There are people trying out solutions that are less expensive in the EU. I can share their results once they have installed them.
I can already base some of what I said from past trials. Very much may depend on the spring type used, if guide rails are even needed to stabilise more the seat/pedal sections for a motion rig. Not just apply an additional element to the types of springs you/others may have used.
Thoughts:
If wanting or having the tactile operational from a motion based option, the contact from the guide rails to the main plate like you illustrate in your own build. This would help that transfer into the seat as it is now, no longer necessarily having to go up through the springs/dampening used to reach the user.
This works both ways, as from the other perspective of the additional tactile energy being maintained in the seat. It now has a contact path and more potential to then leak into the main rig frame, also now bypassing the springs/dampening.
With larger units like the BK installed to the plate the wider "low bass bandwidth energy" from these will still most likely encompass the seat. May need some varation to the volumes to compensate... The query I would have is, how much this might affect different or higher based frequencies from a model like the TST that have less bandwidth.
Another factor is how well, the tactile from both sources can be made to operate together, (if people want that)..What from the motion based tactile, can we not improve via Simhub based effects and additional tactile we can install direct to the seat and pedals?
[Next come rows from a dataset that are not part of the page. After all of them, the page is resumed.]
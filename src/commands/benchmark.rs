//! Benchmark command
//!
//! Plays many rounds against in-process referees in parallel and aggregates
//! the results.

use crate::core::Word;
use crate::dictionary::DictionaryIndex;
use crate::player::play_round;
use crate::session::LocalSession;
use crate::solver::StrategyKind;
use rayon::prelude::*;
use std::collections::HashMap;
use std::time::{Duration, Instant};

/// Result of a benchmark run
pub struct BenchmarkResult {
    pub total_rounds: usize,
    pub wins: usize,
    pub losses: usize,
    pub total_guesses: usize,
    pub average_guesses: f64,
    pub average_wrong: f64,
    pub min_guesses: usize,
    pub max_guesses: usize,
    pub distribution: HashMap<usize, usize>,
    pub duration: Duration,
    pub rounds_per_second: f64,
}

/// Pick `count` random target words from the dictionary
#[must_use]
pub fn sample_targets(index: &DictionaryIndex, count: usize) -> Vec<Word> {
    use rand::prelude::IndexedRandom;

    index
        .words()
        .choose_multiple(&mut rand::rng(), count)
        .cloned()
        .collect()
}

/// Run the benchmark over a set of target words
///
/// Each round gets a fresh referee and a fresh engine; rounds run in
/// parallel. A round whose pool collapses (target missing from the
/// dictionary) counts as a loss.
#[must_use]
pub fn run_benchmark(
    index: &DictionaryIndex,
    strategy: StrategyKind,
    targets: &[Word],
    lives: u32,
) -> BenchmarkResult {
    let start = Instant::now();

    let summaries: Vec<_> = targets
        .par_iter()
        .map(|target| {
            let mut session = LocalSession::with_lives(target.clone(), lives);
            play_round(&mut session, index, strategy)
        })
        .collect();

    let duration = start.elapsed();

    let mut wins = 0;
    let mut total_guesses = 0;
    let mut total_wrong = 0;
    let mut min_guesses = usize::MAX;
    let mut max_guesses = 0;
    let mut distribution: HashMap<usize, usize> = HashMap::new();

    for summary in summaries.iter().flatten() {
        if summary.won {
            wins += 1;
        }
        let guesses = summary.num_guesses();
        total_guesses += guesses;
        total_wrong += summary.wrong_guesses();
        min_guesses = min_guesses.min(guesses);
        max_guesses = max_guesses.max(guesses);
        *distribution.entry(guesses).or_insert(0) += 1;
    }

    let total_rounds = targets.len();

    BenchmarkResult {
        total_rounds,
        wins,
        losses: total_rounds - wins,
        total_guesses,
        average_guesses: total_guesses as f64 / total_rounds.max(1) as f64,
        average_wrong: total_wrong as f64 / total_rounds.max(1) as f64,
        min_guesses: if distribution.is_empty() { 0 } else { min_guesses },
        max_guesses,
        distribution,
        duration,
        rounds_per_second: total_rounds as f64 / duration.as_secs_f64(),
    }
}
Very much depends on what the user has or applies in effects, what they want or like? You wanted to reduce the number of active effects to the Simhub tactile but with this you will likely loose potential stereo abilities in effects. To some this may not matter, for me it is something that has not been fully explored and I can illustrate soon what it can offer.
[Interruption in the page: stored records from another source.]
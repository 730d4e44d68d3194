//! Game session seam
//!
//! The solver talks to whatever referees a round through the `GameSession`
//! trait: an in-process referee for solving and benchmarking, a human on
//! stdin for interactive play, or (elsewhere) a remote server client.

pub mod interactive;
pub mod local;

pub use interactive::InteractiveSession;
pub use local::LocalSession;

use crate::core::Guess;
use std::io;

/// Marker phrase embedded in the error message of a lost round
///
/// Matching on the message text is part of the session wire contract; any
/// other error is non-terminal and the round continues.
pub const LOSS_MARKER: &str = "Sorry, you lost!";

/// Opaque per-round token; may be renewed on every reply
pub type SessionToken = String;

/// Reply to starting a round
#[derive(Debug, Clone)]
pub struct RoundStart {
    /// Number of character slots in the secret word
    pub target_length: usize,
    pub token: SessionToken,
    pub game_ended: bool,
    pub error: Option<String>,
}

/// Reply to a submitted guess
#[derive(Debug, Clone)]
pub struct GuessReply {
    /// Possibly renewed token for the next guess
    pub token: SessionToken,
    /// Whether the guessed letter/word is present
    pub was_correct: bool,
    /// Whether the round is over, win or loss
    pub game_ended: bool,
    pub error: Option<String>,
}

/// A referee for one round of Hangman
///
/// Strictly sequential: every guess must be answered before the next one is
/// chosen.
pub trait GameSession {
    /// Begin a round
    ///
    /// # Errors
    /// Returns an I/O error if the session transport fails.
    fn start_round(&mut self) -> io::Result<RoundStart>;

    /// Submit a guess for the current round
    ///
    /// # Errors
    /// Returns an I/O error if the session transport fails.
    fn guess(&mut self, token: &str, guess: &Guess) -> io::Result<GuessReply>;
}

/// Whether a reply error marks a lost round
#[must_use]
pub fn is_loss(error: Option<&str>) -> bool {
    error.is_some_and(|e| e.contains(LOSS_MARKER))
}

#[cfg(test)]
mod tests {
    use super::*;

    #[test]
    fn loss_marker_detected_inside_larger_message() {
        assert!(is_loss(Some("Game over. Sorry, you lost! The word was 'cat'.")));
    }

    #[test]
    fn other_errors_are_not_losses() {
        assert!(!is_loss(Some("malformed guess")));
        assert!(!is_loss(None));
    }
}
The fact remains that Simhub has multiple stereo based effects and few people I believe have made effects that combine them to operate together. Motion based tactile (as I understand) is usually only mono? So these are just elements to ponder.
With Simhub, it is possible to reduce the number of active effects per channel, and improve upon previous tried options that were used. By now using 6x - 8x BDS units attached to a seat will set a new level of potential.
Currently no other transducer/exciter can be attached direct to a seat in such numbers that operates the way it does or achieves quite what we can do with utilising low/mid/high bass. This all in a single direct to body based unit, and with that it brings improved potential with the stereo sensations. These could be implemented into effects as an option based on user preferences, to either use or just apply something different with what effects they want.
In a fascinating way.....
Tactile will always have different users possibly preferring to use or do different things and in different approaches. So always good to see how others come at it with different methods or perspectives. I still have things I want to do in my own build that I have not yet seen applied with tactile, but really the only way to know is by experimenting and putting ideas to the test...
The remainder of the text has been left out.